Current practice indicates that investigation for metabolic and autoimmune causes of PALF are infrequent in patients ultimately given a diagnosis of indeterminate acute liver failure. This offers an opportunity to improve diagnosis and potential treatment options in children with acute liver failure.

摘要

目的

描述在 PALF 研究组数据库中,无法明确病因的小儿急性肝衰竭(PALF)中,最常见的 4 种病因(药物、代谢疾病、自身免疫过程和感染)的诊断检测频率。

研究设计

PALF 的定义为疾病发作后 8 周内出现严重肝功能障碍,且 17 岁以下患者无已知潜在慢性肝病。

结果

在数据库中的 703 名患者中,329 名(47%)为无法明确病因的 PALF。

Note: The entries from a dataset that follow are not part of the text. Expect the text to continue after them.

//! HTML rendering.
//!
//! Every page is the embedded `base.html` layout with its `{{title}}`,
//! `{{nav}}`, `{{main}}` and `{{year}}` slots filled in. Page bodies are built
//! here with all user-supplied text escaped.

use chrono::{DateTime, Datelike, NaiveDateTime, Utc};
use rust_embed::Embed;
use std::fmt::Write;

use super::csrf::{CSRF_FIELD_NAME, CsrfToken};
use super::error::WebError;
use super::forms::Validator;
use crate::auth::AuthContext;
use crate::db::Snippet;

/// Layout, stylesheet and other files under `ui/`.
#[derive(Embed)]
#[folder = "ui/"]
pub struct UiAssets;

const LAYOUT_PATH: &str = "html/base.html";

/// Format of `created`/`expires` columns as stored by SQLite.
const DB_DATETIME_FORMAT: &str = "%Y-%m-%d %H:%M:%S";

/// Escape text for use in HTML element content and quoted attributes.
pub fn escape_html(input: &str) -> String {
    let mut out = String::with_capacity(input.len());
    for c in input.chars() {
        match c {
            '&' => out.push_str("&amp;"),
            '<' => out.push_str("&lt;"),
            '>' => out.push_str("&gt;"),
            '"' => out.push_str("&#34;"),
            '\'' => out.push_str("&#39;"),
            _ => out.push(c),
        }
    }
    out
}

/// Render a timestamp as `02 Jan 2006 at 15:04` in UTC.
///
/// Accepts RFC 3339 (any offset) or the database's `YYYY-MM-DD HH:MM:SS`
/// (already UTC). Empty or unparseable input renders as an empty string.
pub fn human_date(value: &str) -> String {
    let utc = if let Ok(dt) = DateTime::parse_from_rfc3339(value) {
        dt.with_timezone(&Utc)
    } else if let Ok(naive) = NaiveDateTime::parse_from_str(value, DB_DATETIME_FORMAT) {
        naive.and_utc()
    } else {
        return String::new();
    };
    utc.format("%d %b %Y at %H:%M").to_string()
}

/// Hidden form field carrying the visitor's CSRF token.
fn csrf_field(csrf: &CsrfToken) -> String {
    format!(
        "<input type=\"hidden\" name=\"{}\" value=\"{}\">",
        CSRF_FIELD_NAME,
        escape_html(csrf.as_str())
    )
}

fn nav(auth: &AuthContext, csrf: &CsrfToken) -> String {
    if auth.is_authenticated() {
        format!(
            r#"      <div>
        <a href="/">Home</a>
        <a href="/snippet/create">Create snippet</a>
      </div>
      <div>
        <form action="/user/logout" method="POST">
          {}
          <button>Logout</button>
        </form>
      </div>"#,
            csrf_field(csrf)
        )
    } else {
        r#"      <div>
        <a href="/">Home</a>
      </div>
      <div>
        <a href="/user/signup">Signup</a>
        <a href="/user/login">Login</a>
      </div>"#
            .to_string()
    }
}

/// Fill the layout with a page title and body.
pub fn render_page(
    title: &str,
    auth: &AuthContext,
    csrf: &CsrfToken,
    main: &str,
) -> Result<String, WebError> {
    let layout = UiAssets::get(LAYOUT_PATH).ok_or_else(|| {
        tracing::error!(path = LAYOUT_PATH, "Layout template is missing");
        WebError::Internal
    })?;
    let layout = String::from_utf8_lossy(&layout.data);

    Ok(layout
        .replace("{{title}}", &escape_html(title))
        .replace("{{nav}}", &nav(auth, csrf))
        .replace("{{year}}", &Utc::now().year().to_string())
        .replace("{{main}}", main))
}

fn error_label(form: &Validator, key: &str) -> String {
    form.field_error(key)
        .map(|msg| format!("<label class=\"error\">{}</label>\n", escape_html(msg)))
        .unwrap_or_default()
}

pub fn home_page(snippets: &[Snippet]) -> String {
    let mut main = String::from("<h2>Latest Snippets</h2>\n");
    if snippets.is_empty() {
        main.push_str("<p>There's nothing to see here... yet!</p>\n");
        return main;
    }

    main.push_str("<table>\n<tr><th>Title</th><th>Created</th><th>ID</th></tr>\n");
    for snippet in snippets {
        let _ = writeln!(
            main,
            "<tr><td><a href=\"/snippet/view/{id}\">{title}</a></td><td>{created}</td><td>#{id}</td></tr>",
            id = snippet.id,
            title = escape_html(&snippet.title),
            created = human_date(&snippet.created),
        );
    }
    main.push_str("</table>\n");
    main
}

pub fn view_page(snippet: &Snippet) -> String {
    format!(
        r#"<div class="snippet">
  <div class="metadata">
    <strong>{title}</strong>
    <span>#{id}</span>
  </div>
  <pre><code>{content}</code></pre>
  <div class="metadata">
    <time>Created: {created}</time>
    <time>Expires: {expires}</time>
  </div>
</div>
"#,
        title = escape_html(&snippet.title),
        id = snippet.id,
        content = escape_html(&snippet.content),
        created = human_date(&snippet.created),
        expires = human_date(&snippet.expires),
    )
}

pub fn create_page(
    title: &str,
    content: &str,
    expires: i64,
    form: &Validator,
    csrf: &CsrfToken,
) -> String {
    let mut radios = String::new();
    for (days, label) in [(365, "One Year"), (7, "One Week"), (1, "One Day")] {
        let checked = if expires == days { " checked" } else { "" };
        let _ = write!(
            radios,
            "<input type=\"radio\" name=\"expires\" value=\"{days}\"{checked}> {label} "
        );
    }

    format!(
        r#"<form action="/snippet/create" method="POST">
  {csrf}
  <div>
    <label>Title:</label>
    {title_error}<input type="text" name="title" value="{title}">
  </div>
  <div>
    <label>Content:</label>
    {content_error}<textarea name="content">{content}</textarea>
  </div>
  <div>
    <label>Delete in:</label>
    {expires_error}{radios}
  </div>
  <div>
    <input type="submit" value="Publish snippet">
  </div>
</form>
"#,
        title_error = error_label(form, "title"),
        title = escape_html(title),
        content_error = error_label(form, "content"),
        content = escape_html(content),
        expires_error = error_label(form, "expires"),
        radios = radios,
        csrf = csrf_field(csrf),
    )
}

pub fn signup_page(name: &str, email: &str, form: &Validator, csrf: &CsrfToken) -> String {
    format!(
        r#"<form action="/user/signup" method="POST" novalidate>
  {csrf}
  <div>
    <label>Name:</label>
    {name_error}<input type="text" name="name" value="{name}">
  </div>
  <div>
    <label>Email:</label>
    {email_error}<input type="email" name="email" value="{email}">
  </div>
  <div>
    <label>Password:</label>
    {password_error}<input type="password" name="password">
  </div>
  <div>
    <input type="submit" value="Signup">
  </div>
</form>
"#,
        name_error = error_label(form, "name"),
        name = escape_html(name),
        email_error = error_label(form, "email"),
        email = escape_html(email),
        password_error = error_label(form, "password"),
        csrf = csrf_field(csrf),
    )
}

pub fn login_page(email: &str, form: &Validator, csrf: &CsrfToken) -> String {
    let non_field: String = form
        .non_field_errors
        .iter()
        .map(|msg| format!("<div class=\"error\">{}</div>\n", escape_html(msg)))
        .collect();

    format!(
        r#"<form action="/user/login" method="POST" novalidate>
  {csrf}
  {non_field}<div>
    <label>Email:</label>
    {email_error}<input type="email" name="email" value="{email}">
  </div>
  <div>
    <label>Password:</label>
    {password_error}<input type="password" name="password">
  </div>
  <div>
    <input type="submit" value="Login">
  </div>
</form>
"#,
        csrf = csrf_field(csrf),
        non_field = non_field,
        email_error = error_label(form, "email"),
        email = escape_html(email),
        password_error = error_label(form, "password"),
    )
}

在这一组中,对 325 名(99%)患者进行了药物史询问,对 118 名(36%)患者进行了尿液毒物筛查,对 124 名(38%)患者进行了乙酰氨基酚水平检测。对 179 名(54%)患者未进行常见代谢疾病的检测。对 239 名(73%)、233 名(71%)和 208 名(63%)患者进行了抗核抗体、抗平滑肌抗体和抗肝-肾微粒体自身抗体的检测,对 70 名(21%)患者未进行检测。对甲型肝炎病毒、乙型肝炎病毒和 Epstein-Barr 病毒进行了检测,阳性率分别为 80%、86%和 68%。

结论

目前的实践表明,对于最终被诊断为无法明确的急性肝衰竭的患者,代谢和自身免疫原因的检查并不常见。这为改善急性肝衰竭儿童的诊断和潜在治疗选择提供了机会。